Thanks for this CMV. I looked all over that attachment and could not find the hearth requirements for a decorative gas log fireplace. Could you help me find it?


----------



## nealtw (Jun 10, 2014)

CallMeVilla said:


> Ooooops ...  In California ... hearth is required by code if you use wood.
> 
> See page 4
> http://www.co.san-diego.ca.us/pds/docs/dplu180.pdf



Tile over concrete slab.:beer:


----------



## havasu (Jun 16, 2014)

All done. Now, just waiting for the mantle to be installed.


----------



## Chris (Jun 16, 2014)

That looks about 500 times better than brick.


----------



## havasu (Jun 17, 2014)

Thanks. It was a fun project.


----------



## nealtw (Jun 17, 2014)

looks great.


----------



## havasu (Jul 10, 2014)

I know it has been awhile but since I just received the new mantel yesterday, I wanted to post a pic of the completed job. Since the fireplace is adjacent to the kitchen, we decided to color match the mantel to the color of the kitchen cabinets. I've also posted a before and after photo of the kitchen makeover.


----------



## Chris (Jul 10, 2014)

Looks great!


----------



## oldognewtrick (Jul 10, 2014)

Nice job Havasu!


----------



## nealtw (Jul 10, 2014)

looking good, how do you like the tile floor?


----------



## havasu (Jul 10, 2014)

I love the tile floor. It is really comfortable in bare feet, too!


----------



## slownsteady (Jul 10, 2014)

A really dumb question for all of you folks with a TV above  fireplace....
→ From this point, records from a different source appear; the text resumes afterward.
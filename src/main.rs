use axum::routing::get;
use axum::Router;
use dotenvy::dotenv;
use log::{info, warn};
use std::net::SocketAddr;
use std::sync::Arc;
use tower_http::cors::{AllowOrigin, CorsLayer};
use tower_http::trace::TraceLayer;
use waserver::config::AppConfig;
use waserver::scheduler::SchedulerService;
use waserver::shared::state::AppState;
use waserver::shared::utils::create_conn;
use waserver::{api, realtime, webhook};

#[tokio::main]
async fn main() -> anyhow::Result<()> {
    dotenv().ok();
    if std::env::var("RUST_LOG").is_err() {
        std::env::set_var("RUST_LOG", "info,hyper=warn,reqwest=warn");
    }
    env_logger::init();

    let config = AppConfig::load()?;
    let conn = create_conn(&config.database.url)?;
    info!("database pool ready ({})", config.database.max_connections);

    let addr: SocketAddr = format!("{}:{}", config.server.host, config.server.port).parse()?;
    if config.dev_mode {
        warn!("DEV_MODE is on: webhook signature verification is relaxed");
    }

    let state = Arc::new(AppState::new(conn, config)?);

    let scheduler = SchedulerService::new(Arc::clone(&state));
    tokio::spawn(scheduler.spawn());

    let cors = build_cors(&state);
    let app = Router::new()
        .merge(webhook::router())
        .merge(api::router())
        .route("/ws", get(realtime::websocket_handler))
        .nest_service("/media", tower_http::services::ServeDir::new("./media"))
        .layer(cors)
        .layer(TraceLayer::new_for_http())
        .with_state(Arc::clone(&state));

    info!("waserver {} listening on {}", env!("CARGO_PKG_VERSION"), addr);
    let listener = tokio::net::TcpListener::bind(addr).await?;
    axum::serve(listener, app)
        .with_graceful_shutdown(shutdown_signal())
        .await?;
    info!("shutdown complete");
    Ok(())
}

fn build_cors(state: &Arc<AppState>) -> CorsLayer {
    let origins = &state.config.cors_origins;
    if origins.is_empty() {
        return CorsLayer::permissive();
    }
    let parsed: Vec<axum::http::HeaderValue> =
        origins.iter().filter_map(|o| o.parse().ok()).collect();
    CorsLayer::new()
        .allow_origin(AllowOrigin::list(parsed))
        .allow_methods(tower_http::cors::Any)
        .allow_headers(tower_http::cors::Any)
}

/// SIGINT or SIGTERM drains in-flight work via axum's graceful shutdown.
async fn shutdown_signal() {
    let ctrl_c = async {
        tokio::signal::ctrl_c()
            .await
            .expect("ctrl_c handler installs");
    };
    #[cfg(unix)]
    let terminate = async {
        tokio::signal::unix::signal(tokio::signal::unix::SignalKind::terminate())
            .expect("SIGTERM handler installs")
            .recv()
            .await;
    };
    #[cfg(not(unix))]
    let terminate = std::future::pending::<()>();

    tokio::select! {
        _ = ctrl_c => info!("SIGINT received, draining"),
        _ = terminate => info!("SIGTERM received, draining"),
    }
}
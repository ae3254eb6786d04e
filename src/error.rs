use std::path::PathBuf;

/// Errors raised while loading or validating configuration.
///
/// Searches never fail; every problem with a policy surfaces here, before the
/// first turn is played.
#[derive(Debug, thiserror::Error)]
pub enum ConfigError {
    #[error("failed to read config file {path}: {source}")]
    FileRead {
        path: PathBuf,
        source: std::io::Error,
    },

    #[error("failed to parse TOML: {0}")]
    TomlParse(#[from] toml::de::Error),

    #[error("unknown evaluation function '{0}'")]
    UnknownEvaluation(String),

    #[error("evaluation function '{0}' is not implemented")]
    NotImplemented(String),

    #[error("config validation error: {0}")]
    Validation(String),
}
// Shared value types for the Pacman agents
// Coordinates follow the course layout convention: x grows east, y grows north.

use serde::{Deserialize, Serialize};

/// Index of a participant in the game; 0 is Pacman (the maximizer)
pub type AgentId = usize;

/// 2D coordinate in the maze
#[derive(Deserialize, Serialize, Debug, PartialEq, Eq, Clone, Copy, Hash, PartialOrd, Ord)]
pub struct Coord {
    pub x: i32,
    pub y: i32,
}

impl Coord {
    pub fn new(x: i32, y: i32) -> Self {
        Coord { x, y }
    }
}

/// Calculates Manhattan distance between two coordinates
pub fn manhattan(a: Coord, b: Coord) -> u32 {
    ((a.x - b.x).abs() + (a.y - b.y).abs()) as u32
}

/// The four movement directions plus the no-op `Stop`
#[derive(Deserialize, Serialize, Debug, Clone, Copy, PartialEq, Eq, Hash)]
pub enum Direction {
    North,
    South,
    East,
    West,
    Stop,
}

impl Direction {
    /// Returns the cardinal directions in successor-generation order
    pub fn all() -> [Direction; 4] {
        [
            Direction::North,
            Direction::South,
            Direction::East,
            Direction::West,
        ]
    }

    pub fn as_str(&self) -> &'static str {
        match self {
            Direction::North => "North",
            Direction::South => "South",
            Direction::East => "East",
            Direction::West => "West",
            Direction::Stop => "Stop",
        }
    }

    /// Calculates the next coordinate when moving in this direction
    pub fn apply(&self, coord: &Coord) -> Coord {
        match self {
            Direction::North => Coord { x: coord.x, y: coord.y + 1 },
            Direction::South => Coord { x: coord.x, y: coord.y - 1 },
            Direction::East => Coord { x: coord.x + 1, y: coord.y },
            Direction::West => Coord { x: coord.x - 1, y: coord.y },
            Direction::Stop => *coord,
        }
    }

    pub fn reverse(&self) -> Direction {
        match self {
            Direction::North => Direction::South,
            Direction::South => Direction::North,
            Direction::East => Direction::West,
            Direction::West => Direction::East,
            Direction::Stop => Direction::Stop,
        }
    }
}
// Decision policies for the Pacman course games
// The harness owns the game; these modules only decide what to play.

pub mod adversarial;
pub mod capture;
pub mod claims;
pub mod config;
pub mod debug_logger;
pub mod error;
pub mod evaluation;
pub mod food_seeker;
pub mod game;
pub mod goal_search;
pub mod multi_agent;
pub mod outcome;
pub mod planner;
pub mod reflex;
pub mod types;

use std::env;

/// Initialises `env_logger`, defaulting to `info` unless `RUST_LOG` is set
///
/// Safe to call more than once; later calls are ignored.
pub fn init_logging() {
    let filter = env::var("RUST_LOG").unwrap_or_else(|_| "info".to_string());
    let _ = env_logger::Builder::new().parse_filters(&filter).try_init();
}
Which one do you watch when they're both on??????


----------



## havasu (Jul 11, 2014)

Where I live, the fireplace is used maybe 5 hours a year. The TV on the other hand, is on maybe 5 hours a day!


----------



## nealtw (Jul 11, 2014)

The romance of the fireplace likely last long enought to find the TV controller.


----------